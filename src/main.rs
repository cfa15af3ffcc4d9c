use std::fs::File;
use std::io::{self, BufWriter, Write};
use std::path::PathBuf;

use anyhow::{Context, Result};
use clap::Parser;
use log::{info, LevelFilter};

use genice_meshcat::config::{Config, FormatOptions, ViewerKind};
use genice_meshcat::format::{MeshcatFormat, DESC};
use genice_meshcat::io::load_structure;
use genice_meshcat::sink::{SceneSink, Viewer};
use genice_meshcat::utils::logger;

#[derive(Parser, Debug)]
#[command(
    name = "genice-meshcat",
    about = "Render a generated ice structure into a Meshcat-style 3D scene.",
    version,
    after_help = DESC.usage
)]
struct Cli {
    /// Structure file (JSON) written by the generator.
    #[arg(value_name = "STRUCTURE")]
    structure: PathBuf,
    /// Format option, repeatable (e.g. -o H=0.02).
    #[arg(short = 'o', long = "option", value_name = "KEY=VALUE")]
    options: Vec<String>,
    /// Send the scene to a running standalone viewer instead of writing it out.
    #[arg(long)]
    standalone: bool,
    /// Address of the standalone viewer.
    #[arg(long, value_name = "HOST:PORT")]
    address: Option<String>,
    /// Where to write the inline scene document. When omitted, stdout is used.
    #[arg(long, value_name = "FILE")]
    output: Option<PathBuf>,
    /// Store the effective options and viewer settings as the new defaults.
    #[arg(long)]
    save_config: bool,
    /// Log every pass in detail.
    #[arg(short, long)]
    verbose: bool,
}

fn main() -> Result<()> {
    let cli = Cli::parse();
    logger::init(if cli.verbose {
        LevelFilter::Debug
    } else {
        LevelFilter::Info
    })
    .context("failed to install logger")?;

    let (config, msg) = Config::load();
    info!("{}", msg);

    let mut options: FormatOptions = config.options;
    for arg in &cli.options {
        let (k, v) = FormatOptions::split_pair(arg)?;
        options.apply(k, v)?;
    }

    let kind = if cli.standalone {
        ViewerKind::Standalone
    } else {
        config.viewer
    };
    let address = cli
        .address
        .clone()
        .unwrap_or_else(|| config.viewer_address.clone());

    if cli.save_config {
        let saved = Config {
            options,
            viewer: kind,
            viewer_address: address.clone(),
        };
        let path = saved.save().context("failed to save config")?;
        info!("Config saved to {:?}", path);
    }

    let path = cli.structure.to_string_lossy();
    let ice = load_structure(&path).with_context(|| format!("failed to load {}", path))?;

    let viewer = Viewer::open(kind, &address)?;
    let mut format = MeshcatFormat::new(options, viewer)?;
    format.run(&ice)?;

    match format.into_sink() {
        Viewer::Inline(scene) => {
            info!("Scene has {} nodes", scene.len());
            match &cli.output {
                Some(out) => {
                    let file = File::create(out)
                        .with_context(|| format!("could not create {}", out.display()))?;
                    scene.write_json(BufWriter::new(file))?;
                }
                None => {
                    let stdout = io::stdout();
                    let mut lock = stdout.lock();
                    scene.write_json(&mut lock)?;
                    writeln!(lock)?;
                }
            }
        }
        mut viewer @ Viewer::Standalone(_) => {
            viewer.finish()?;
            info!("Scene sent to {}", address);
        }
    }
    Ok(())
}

**Activity**
Please filter the entries above down to the lines holding "bool" and copy them.

**Problem solution**
    standalone: bool,
    save_config: bool,
    verbose: bool,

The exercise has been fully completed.